ADVOCATE GENERAL OFFICE KERALA
ADDL.DIRECTOR GENERAL OF PROSECUTION(AG-11)
OTHER PRESENT:
SRI.K.A.ANAS, GOVERNMENT PLEADER
THIS WRIT PETITION (CRIMINAL) HAVING BEEN FINALLY HEARD
ON 10.06.2022, THE COURT ON THE SAME DAY DELIVERED THE
FOLLOWING:
W.P.(Crl.)370/2022
2
"C.R."
K.VINOD CHANDRAN & C.JAYACHANDRAN, JJ.
----------------------------------------------
W.P.(Crl.)No.370 of 2022
---------------------------------------------
Dated this the 10th day of June, 2022
J U D G M E N T
Jayachandran, J.
1. Ext.P3 detention order dated 25.01.2022 issued under Section 3 of the Kerala Antisocial Activities (Prevention) Act 2007 [for short, 'KAA(P)A'] is under challenge in this Writ Petition. As per the order impugned, petitioner's son, Jose Antony @ Kalan Jose, (detenu, for short) was directed to be detained in the Central Prison, Thiruvananthapuram for a period of one year.

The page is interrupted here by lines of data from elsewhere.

//! Locator - a selector bound to a root, with bounded waits

use crate::deadline::{self, Deadline};
use crate::element::UIElement;
use crate::error::{Error, Result};
use crate::search::{self, Lineage, DEFAULT_DEPTH};
use crate::selector::Selector;

#[derive(Debug, Clone)]
pub struct Locator {
    selector: Selector,
    root: UIElement,
    max_depth: usize,
}

impl Locator {
    pub fn new(root: UIElement, selector: Selector) -> Self {
        Self {
            selector,
            root,
            max_depth: DEFAULT_DEPTH,
        }
    }

    pub fn parse(root: UIElement, selector: &str) -> Result<Self> {
        Ok(Self::new(root, Selector::parse(selector)?))
    }

    pub fn depth(mut self, max_depth: usize) -> Self {
        self.max_depth = max_depth;
        self
    }

    pub fn selector(&self) -> &Selector {
        &self.selector
    }

    fn not_found(&self) -> Error {
        Error::control_not_found(&self.selector.to_string()).with_context(serde_json::json!({
            "root": self.root.info(),
            "max_depth": self.max_depth,
        }))
    }

    /// Exactly one match.
    pub fn find(&self) -> Result<UIElement> {
        let mut elements = self.find_all();

        if elements.len() > 1 {
            return Err(Error::multiple_matches(&self.selector.to_string(), elements.len())
                .with_suggestions(vec![
                    "Add more conditions to narrow the match".to_string(),
                    "Search from a narrower root, such as the detail pane".to_string(),
                ])
                .with_context(serde_json::json!({
                    "matches": elements.iter().map(|e| e.info()).collect::<Vec<_>>()
                })));
        }

        elements.pop().ok_or_else(|| self.not_found())
    }

    /// First match in pre-order.
    pub fn find_first(&self) -> Result<UIElement> {
        let selector = &self.selector;
        search::first_descendant(&self.root, |e| selector.matches(e), self.max_depth)
            .ok_or_else(|| self.not_found())
    }

    pub fn find_all(&self) -> Vec<UIElement> {
        let selector = &self.selector;
        search::all_descendants(&self.root, |e| selector.matches(e), self.max_depth)
    }

    pub fn find_with_lineage(&self) -> Result<Lineage> {
        let selector = &self.selector;
        search::first_descendant_with_lineage(&self.root, |e| selector.matches(e), self.max_depth)
            .ok_or_else(|| self.not_found())
    }

    pub fn exists(&self) -> bool {
        self.find_first().is_ok()
    }

    /// Poll until the first match appears.
    pub async fn wait(&self, deadline: Deadline) -> Result<UIElement> {
        let mut found = None;
        deadline::wait_until(deadline, || {
            found = self.find_first().ok();
            found.is_some()
        })
        .await;
        found.ok_or_else(|| self.not_found())
    }

    pub fn wait_blocking(&self, deadline: Deadline) -> Result<UIElement> {
        let mut found = None;
        deadline::wait_until_blocking(deadline, || {
            found = self.find_first().ok();
            found.is_some()
        });
        found.ok_or_else(|| self.not_found())
    }

    pub async fn wait_gone(&self, deadline: Deadline) -> Result<()> {
        let budget = deadline.remaining_ms();
        if deadline::wait_until(deadline, || !self.exists()).await {
            Ok(())
        } else {
            Err(Error::verification_timeout(
                &format!("{} to disappear", self.selector),
                budget,
            ))
        }
    }
}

2. Heard Smt.Sai Pooja, learned counsel for the petitioner and Sri.Anas, learned Government Pleader (attached to the Advocate General), on behalf of the respondents. Perused the records.
W.P.(Crl.)370/2022 3
3. Ext.P3 order is challenged by the petitioner on the following grounds;
(i) There is delay of 195 days from the date of last prejudicial activity (i.e. 14.07.2021 - the date on which FIR was registered in the last crime bearing No.460 of 2021 of Alappuzha North Police Station) and the date of Ext.P3 order (25.01.2022), thereby severing the live link between the two. The delay is substantial, which is not explained. Even a delay of 4 months was held to be fatal by a Division Bench of this Court in Abhida Beevi v State of Kerala & Others [2013 (1) KLT 286]
(ii). All conditions stipulated in the order granting bail in the last crime (Crime No.460 of 2021 of Alappuzha North Police Station) was scrupulously followed by the detenue, wherefore, the subjective satisfaction arrived at by the second respondent/District Magistrate - to the effect that there is no way, except a detention order, to restrain the detenue from indulging in unlawful activities - smacks of total non application of mind.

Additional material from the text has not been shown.